Saved data entries:
------------------------------------------------
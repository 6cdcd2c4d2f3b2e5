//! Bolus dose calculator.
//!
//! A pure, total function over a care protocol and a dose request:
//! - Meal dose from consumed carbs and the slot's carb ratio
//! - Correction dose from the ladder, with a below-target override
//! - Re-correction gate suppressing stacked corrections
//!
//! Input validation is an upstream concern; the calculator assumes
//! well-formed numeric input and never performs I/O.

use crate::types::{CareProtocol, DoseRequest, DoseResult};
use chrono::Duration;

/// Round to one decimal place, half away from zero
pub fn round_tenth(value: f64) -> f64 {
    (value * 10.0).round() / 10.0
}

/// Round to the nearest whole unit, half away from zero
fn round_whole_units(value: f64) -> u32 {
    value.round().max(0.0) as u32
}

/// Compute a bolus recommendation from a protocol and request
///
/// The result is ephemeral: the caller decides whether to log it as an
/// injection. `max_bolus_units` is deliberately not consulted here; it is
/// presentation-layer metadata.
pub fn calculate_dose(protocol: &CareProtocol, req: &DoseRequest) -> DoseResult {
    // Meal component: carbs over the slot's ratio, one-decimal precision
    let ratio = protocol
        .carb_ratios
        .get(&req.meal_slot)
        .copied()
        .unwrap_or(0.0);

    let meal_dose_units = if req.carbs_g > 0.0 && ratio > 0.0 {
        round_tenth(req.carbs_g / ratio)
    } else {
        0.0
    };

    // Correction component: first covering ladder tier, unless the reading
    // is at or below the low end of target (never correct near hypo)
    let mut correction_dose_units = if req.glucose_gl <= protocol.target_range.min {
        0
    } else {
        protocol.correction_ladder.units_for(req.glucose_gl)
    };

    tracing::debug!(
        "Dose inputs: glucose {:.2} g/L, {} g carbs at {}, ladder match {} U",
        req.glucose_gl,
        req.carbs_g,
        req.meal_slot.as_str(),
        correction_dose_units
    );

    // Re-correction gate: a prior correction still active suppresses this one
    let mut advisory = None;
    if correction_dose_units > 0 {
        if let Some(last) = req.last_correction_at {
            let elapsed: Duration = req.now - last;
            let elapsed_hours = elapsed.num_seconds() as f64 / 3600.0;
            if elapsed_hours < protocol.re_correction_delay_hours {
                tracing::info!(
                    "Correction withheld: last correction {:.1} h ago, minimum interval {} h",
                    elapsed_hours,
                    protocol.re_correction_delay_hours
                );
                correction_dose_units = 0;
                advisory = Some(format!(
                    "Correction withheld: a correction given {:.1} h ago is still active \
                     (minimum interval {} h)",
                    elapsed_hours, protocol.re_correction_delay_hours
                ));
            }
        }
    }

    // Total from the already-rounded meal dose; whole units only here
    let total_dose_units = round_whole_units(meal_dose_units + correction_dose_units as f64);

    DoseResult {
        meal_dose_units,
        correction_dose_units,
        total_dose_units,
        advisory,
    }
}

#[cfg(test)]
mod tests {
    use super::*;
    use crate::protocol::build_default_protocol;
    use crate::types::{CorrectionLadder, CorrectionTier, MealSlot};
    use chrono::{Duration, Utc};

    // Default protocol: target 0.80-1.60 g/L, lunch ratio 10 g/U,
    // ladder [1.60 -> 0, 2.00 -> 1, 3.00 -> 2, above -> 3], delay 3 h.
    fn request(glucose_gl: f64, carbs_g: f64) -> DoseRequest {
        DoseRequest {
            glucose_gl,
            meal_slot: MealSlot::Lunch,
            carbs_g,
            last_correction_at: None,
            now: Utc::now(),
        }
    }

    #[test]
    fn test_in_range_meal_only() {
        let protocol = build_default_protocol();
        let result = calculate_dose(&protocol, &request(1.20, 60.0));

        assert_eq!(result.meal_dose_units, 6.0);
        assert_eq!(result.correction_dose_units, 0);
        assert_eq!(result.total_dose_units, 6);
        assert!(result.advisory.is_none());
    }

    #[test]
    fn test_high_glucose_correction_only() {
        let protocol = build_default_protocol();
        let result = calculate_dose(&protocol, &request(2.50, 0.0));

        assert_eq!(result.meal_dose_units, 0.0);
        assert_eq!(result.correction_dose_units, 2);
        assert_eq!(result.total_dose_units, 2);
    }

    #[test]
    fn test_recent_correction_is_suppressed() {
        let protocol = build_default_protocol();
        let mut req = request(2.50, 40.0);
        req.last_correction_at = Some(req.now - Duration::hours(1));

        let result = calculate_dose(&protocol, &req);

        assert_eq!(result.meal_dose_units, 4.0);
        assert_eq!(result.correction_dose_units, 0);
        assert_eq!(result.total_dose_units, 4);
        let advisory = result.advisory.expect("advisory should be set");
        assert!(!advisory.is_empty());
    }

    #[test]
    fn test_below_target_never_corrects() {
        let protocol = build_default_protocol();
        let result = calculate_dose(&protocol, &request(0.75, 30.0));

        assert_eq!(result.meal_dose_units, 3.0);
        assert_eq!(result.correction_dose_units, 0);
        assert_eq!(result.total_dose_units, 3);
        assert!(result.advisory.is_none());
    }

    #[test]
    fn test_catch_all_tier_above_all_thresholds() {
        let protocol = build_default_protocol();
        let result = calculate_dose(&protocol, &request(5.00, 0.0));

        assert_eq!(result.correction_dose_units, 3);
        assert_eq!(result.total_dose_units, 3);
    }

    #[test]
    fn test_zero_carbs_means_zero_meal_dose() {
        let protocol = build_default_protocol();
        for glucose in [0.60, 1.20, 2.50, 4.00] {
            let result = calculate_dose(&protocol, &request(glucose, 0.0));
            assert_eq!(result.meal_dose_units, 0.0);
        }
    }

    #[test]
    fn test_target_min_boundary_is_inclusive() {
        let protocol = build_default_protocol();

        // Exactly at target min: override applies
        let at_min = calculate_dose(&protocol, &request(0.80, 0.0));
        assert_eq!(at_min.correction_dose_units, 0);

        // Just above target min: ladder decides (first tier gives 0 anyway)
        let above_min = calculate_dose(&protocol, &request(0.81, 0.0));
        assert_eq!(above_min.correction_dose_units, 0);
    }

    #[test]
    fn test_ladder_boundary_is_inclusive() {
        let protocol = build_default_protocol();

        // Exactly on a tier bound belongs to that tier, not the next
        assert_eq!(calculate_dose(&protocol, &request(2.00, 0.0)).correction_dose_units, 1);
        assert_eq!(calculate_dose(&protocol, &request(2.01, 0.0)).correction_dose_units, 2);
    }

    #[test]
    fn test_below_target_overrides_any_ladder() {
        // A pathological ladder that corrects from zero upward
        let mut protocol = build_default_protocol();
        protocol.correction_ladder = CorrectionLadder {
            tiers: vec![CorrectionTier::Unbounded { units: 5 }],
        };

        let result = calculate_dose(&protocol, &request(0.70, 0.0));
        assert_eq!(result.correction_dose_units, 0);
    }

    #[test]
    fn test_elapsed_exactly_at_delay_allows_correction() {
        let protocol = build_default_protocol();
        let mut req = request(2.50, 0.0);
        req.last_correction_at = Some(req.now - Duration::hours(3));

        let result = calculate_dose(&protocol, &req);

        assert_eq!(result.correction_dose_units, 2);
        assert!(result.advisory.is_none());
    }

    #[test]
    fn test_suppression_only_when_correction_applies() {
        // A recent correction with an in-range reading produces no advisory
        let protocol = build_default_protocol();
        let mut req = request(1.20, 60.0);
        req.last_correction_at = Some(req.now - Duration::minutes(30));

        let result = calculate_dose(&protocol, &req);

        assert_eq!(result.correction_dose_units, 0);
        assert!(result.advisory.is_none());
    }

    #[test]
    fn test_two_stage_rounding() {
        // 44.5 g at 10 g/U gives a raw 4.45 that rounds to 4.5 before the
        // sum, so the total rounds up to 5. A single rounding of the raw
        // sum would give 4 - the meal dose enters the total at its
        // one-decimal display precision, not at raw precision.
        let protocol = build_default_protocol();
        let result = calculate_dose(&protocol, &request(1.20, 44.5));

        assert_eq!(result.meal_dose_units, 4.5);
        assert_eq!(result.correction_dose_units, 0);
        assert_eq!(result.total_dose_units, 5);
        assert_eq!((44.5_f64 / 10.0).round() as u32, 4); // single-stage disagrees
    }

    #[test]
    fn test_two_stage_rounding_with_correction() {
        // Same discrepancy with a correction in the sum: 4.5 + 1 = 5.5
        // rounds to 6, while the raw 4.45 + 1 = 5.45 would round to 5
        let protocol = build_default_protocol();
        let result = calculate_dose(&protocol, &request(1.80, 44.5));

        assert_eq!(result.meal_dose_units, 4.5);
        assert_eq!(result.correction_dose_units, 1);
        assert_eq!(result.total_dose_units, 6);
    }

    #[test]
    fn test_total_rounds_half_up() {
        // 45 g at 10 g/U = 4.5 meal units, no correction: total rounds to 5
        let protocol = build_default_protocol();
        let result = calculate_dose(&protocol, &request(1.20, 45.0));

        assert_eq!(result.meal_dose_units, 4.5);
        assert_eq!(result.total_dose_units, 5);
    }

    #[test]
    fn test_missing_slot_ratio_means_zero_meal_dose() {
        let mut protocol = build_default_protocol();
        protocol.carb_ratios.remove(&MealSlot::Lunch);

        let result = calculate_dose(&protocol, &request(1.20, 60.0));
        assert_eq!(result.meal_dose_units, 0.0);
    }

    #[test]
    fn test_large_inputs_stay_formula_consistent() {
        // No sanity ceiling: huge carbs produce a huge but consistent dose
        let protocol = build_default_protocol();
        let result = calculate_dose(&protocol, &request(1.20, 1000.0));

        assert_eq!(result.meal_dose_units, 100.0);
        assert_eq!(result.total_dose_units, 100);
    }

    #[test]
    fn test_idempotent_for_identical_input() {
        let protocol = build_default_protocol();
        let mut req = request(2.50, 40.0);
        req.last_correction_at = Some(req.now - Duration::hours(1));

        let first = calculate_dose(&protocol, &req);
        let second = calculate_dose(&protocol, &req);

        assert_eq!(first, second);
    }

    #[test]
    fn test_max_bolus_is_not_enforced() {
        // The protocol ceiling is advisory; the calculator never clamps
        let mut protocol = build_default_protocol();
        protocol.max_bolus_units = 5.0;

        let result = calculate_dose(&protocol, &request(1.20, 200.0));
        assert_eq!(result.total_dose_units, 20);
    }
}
------------------------------------------------
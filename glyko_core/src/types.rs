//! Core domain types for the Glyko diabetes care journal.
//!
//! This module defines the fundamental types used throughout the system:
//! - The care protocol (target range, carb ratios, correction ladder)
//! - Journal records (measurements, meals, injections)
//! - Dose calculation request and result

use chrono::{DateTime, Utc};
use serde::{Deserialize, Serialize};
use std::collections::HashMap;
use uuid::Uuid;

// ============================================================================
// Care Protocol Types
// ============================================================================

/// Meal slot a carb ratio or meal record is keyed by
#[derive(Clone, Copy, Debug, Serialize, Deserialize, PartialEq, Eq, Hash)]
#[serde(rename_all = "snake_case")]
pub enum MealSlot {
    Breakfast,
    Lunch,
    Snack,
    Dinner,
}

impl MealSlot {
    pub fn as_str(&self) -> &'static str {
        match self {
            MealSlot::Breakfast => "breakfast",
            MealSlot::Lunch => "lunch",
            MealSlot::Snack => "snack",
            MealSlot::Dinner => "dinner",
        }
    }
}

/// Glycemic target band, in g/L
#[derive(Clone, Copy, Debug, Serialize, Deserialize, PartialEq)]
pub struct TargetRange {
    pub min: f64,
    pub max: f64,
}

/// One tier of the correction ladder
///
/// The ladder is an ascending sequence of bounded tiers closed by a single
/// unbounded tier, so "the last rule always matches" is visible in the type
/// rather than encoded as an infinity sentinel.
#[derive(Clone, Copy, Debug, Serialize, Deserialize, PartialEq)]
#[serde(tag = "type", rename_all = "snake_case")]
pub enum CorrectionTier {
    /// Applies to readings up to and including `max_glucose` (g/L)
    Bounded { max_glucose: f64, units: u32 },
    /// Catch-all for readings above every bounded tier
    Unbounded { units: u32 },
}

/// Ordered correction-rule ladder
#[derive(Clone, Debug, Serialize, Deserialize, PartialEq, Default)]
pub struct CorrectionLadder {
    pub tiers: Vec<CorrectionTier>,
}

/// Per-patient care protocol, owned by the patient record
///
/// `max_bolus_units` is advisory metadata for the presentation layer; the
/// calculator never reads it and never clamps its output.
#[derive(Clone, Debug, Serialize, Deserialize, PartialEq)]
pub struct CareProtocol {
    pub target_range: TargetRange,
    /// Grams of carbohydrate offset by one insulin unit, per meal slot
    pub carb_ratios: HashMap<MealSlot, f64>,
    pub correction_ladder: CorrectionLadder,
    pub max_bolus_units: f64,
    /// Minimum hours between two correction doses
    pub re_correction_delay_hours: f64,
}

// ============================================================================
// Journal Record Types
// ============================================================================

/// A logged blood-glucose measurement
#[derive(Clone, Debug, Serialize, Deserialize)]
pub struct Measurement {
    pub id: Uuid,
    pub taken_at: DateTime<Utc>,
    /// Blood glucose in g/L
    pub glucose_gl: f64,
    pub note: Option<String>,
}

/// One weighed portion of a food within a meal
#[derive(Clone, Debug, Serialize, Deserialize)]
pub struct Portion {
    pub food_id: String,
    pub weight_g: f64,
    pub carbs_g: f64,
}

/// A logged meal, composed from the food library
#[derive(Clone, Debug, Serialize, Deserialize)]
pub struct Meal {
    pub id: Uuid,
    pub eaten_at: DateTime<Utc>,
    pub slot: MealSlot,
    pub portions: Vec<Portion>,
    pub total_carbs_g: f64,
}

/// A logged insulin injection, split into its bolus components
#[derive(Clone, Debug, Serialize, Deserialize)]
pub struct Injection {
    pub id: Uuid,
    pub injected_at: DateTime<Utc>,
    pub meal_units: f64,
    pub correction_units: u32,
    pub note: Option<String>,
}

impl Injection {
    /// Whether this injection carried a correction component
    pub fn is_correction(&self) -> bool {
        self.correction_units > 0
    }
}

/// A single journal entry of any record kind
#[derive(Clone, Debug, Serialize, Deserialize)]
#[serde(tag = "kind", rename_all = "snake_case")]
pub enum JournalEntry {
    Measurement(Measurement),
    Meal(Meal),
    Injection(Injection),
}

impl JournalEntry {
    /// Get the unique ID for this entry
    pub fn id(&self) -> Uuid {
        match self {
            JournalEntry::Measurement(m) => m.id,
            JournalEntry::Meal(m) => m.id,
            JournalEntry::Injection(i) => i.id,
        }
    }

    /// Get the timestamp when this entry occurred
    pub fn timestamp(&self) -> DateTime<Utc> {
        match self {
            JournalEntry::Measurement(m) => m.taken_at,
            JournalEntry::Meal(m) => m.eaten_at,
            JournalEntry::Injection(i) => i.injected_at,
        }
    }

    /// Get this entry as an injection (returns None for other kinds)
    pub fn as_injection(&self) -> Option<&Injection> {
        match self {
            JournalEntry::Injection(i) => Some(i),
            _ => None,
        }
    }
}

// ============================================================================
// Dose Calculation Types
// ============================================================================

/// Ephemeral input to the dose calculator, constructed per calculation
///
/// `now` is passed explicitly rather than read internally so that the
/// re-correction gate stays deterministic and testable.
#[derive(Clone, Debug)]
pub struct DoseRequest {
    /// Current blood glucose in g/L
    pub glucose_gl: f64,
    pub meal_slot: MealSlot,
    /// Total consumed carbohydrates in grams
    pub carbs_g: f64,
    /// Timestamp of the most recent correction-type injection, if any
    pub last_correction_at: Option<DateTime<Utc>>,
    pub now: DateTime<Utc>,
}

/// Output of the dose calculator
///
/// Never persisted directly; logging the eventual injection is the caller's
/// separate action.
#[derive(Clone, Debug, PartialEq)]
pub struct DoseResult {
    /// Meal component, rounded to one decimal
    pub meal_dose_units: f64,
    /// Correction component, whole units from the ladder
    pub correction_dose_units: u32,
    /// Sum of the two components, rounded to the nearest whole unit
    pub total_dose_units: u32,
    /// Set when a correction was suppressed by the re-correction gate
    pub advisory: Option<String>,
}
------------------------------------------------
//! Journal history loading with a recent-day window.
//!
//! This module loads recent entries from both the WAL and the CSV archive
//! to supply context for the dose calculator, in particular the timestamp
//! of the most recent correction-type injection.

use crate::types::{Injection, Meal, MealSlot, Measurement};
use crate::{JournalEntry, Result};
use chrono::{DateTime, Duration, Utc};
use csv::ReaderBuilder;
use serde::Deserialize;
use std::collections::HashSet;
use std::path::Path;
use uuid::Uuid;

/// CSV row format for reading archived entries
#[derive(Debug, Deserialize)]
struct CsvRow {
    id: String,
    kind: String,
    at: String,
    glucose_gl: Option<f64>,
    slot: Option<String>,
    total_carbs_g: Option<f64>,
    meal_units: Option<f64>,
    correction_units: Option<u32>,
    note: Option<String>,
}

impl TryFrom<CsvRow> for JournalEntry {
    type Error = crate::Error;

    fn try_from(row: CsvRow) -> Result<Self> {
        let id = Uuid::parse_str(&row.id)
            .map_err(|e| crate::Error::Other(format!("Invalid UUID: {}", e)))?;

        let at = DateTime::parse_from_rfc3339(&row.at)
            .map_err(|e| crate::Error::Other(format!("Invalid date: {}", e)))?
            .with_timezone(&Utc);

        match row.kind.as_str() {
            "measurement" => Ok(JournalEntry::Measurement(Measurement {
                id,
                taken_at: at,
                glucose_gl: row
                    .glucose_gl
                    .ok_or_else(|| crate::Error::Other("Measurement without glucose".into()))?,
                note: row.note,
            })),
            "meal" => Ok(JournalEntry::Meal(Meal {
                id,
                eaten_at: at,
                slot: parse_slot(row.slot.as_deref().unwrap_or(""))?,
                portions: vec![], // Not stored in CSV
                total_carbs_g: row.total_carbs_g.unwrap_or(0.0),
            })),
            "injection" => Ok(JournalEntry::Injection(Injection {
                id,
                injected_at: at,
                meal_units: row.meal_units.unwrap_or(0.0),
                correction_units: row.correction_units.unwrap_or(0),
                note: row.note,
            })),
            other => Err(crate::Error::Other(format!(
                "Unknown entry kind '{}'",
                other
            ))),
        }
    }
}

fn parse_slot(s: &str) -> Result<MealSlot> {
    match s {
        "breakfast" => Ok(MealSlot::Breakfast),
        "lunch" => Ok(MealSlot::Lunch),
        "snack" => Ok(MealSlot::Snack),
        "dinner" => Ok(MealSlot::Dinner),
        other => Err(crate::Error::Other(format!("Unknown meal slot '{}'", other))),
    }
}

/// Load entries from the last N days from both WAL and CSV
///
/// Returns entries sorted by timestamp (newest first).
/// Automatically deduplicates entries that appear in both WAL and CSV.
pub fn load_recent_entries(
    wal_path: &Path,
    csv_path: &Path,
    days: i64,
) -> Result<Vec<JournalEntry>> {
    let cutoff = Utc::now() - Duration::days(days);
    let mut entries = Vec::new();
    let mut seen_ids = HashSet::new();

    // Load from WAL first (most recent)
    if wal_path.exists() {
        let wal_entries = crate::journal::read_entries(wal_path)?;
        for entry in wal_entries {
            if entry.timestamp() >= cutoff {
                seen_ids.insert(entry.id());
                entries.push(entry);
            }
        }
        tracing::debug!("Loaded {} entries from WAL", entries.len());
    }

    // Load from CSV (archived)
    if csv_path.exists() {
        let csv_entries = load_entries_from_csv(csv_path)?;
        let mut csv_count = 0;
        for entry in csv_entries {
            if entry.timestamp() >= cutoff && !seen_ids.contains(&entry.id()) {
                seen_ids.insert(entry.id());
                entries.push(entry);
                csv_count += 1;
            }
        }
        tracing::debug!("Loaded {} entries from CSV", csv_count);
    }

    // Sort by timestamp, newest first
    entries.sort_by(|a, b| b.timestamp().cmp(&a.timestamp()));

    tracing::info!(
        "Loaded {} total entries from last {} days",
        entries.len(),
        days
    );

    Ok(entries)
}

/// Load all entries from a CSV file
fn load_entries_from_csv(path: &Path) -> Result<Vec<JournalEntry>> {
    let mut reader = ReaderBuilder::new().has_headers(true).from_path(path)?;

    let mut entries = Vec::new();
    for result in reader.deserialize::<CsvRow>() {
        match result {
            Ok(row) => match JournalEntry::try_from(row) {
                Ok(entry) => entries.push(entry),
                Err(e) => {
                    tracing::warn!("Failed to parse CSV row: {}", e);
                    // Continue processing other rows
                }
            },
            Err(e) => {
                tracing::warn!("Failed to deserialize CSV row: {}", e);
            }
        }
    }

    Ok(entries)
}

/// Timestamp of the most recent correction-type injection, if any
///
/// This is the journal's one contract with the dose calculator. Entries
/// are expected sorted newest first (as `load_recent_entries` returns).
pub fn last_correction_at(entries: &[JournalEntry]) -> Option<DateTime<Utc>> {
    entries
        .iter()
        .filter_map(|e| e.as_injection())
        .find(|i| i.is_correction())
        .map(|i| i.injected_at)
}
------------------------------------------------
* [WHAT IS EXPECTED] Which lines of the records above contain the word "days"? Report each one in full.

* [SOLUTION TO THIS EXERCISE]
/// Load entries from the last N days from both WAL and CSV
    days: i64,
    let cutoff = Utc::now() - Duration::days(days);
        "Loaded {} total entries from last {} days",
        days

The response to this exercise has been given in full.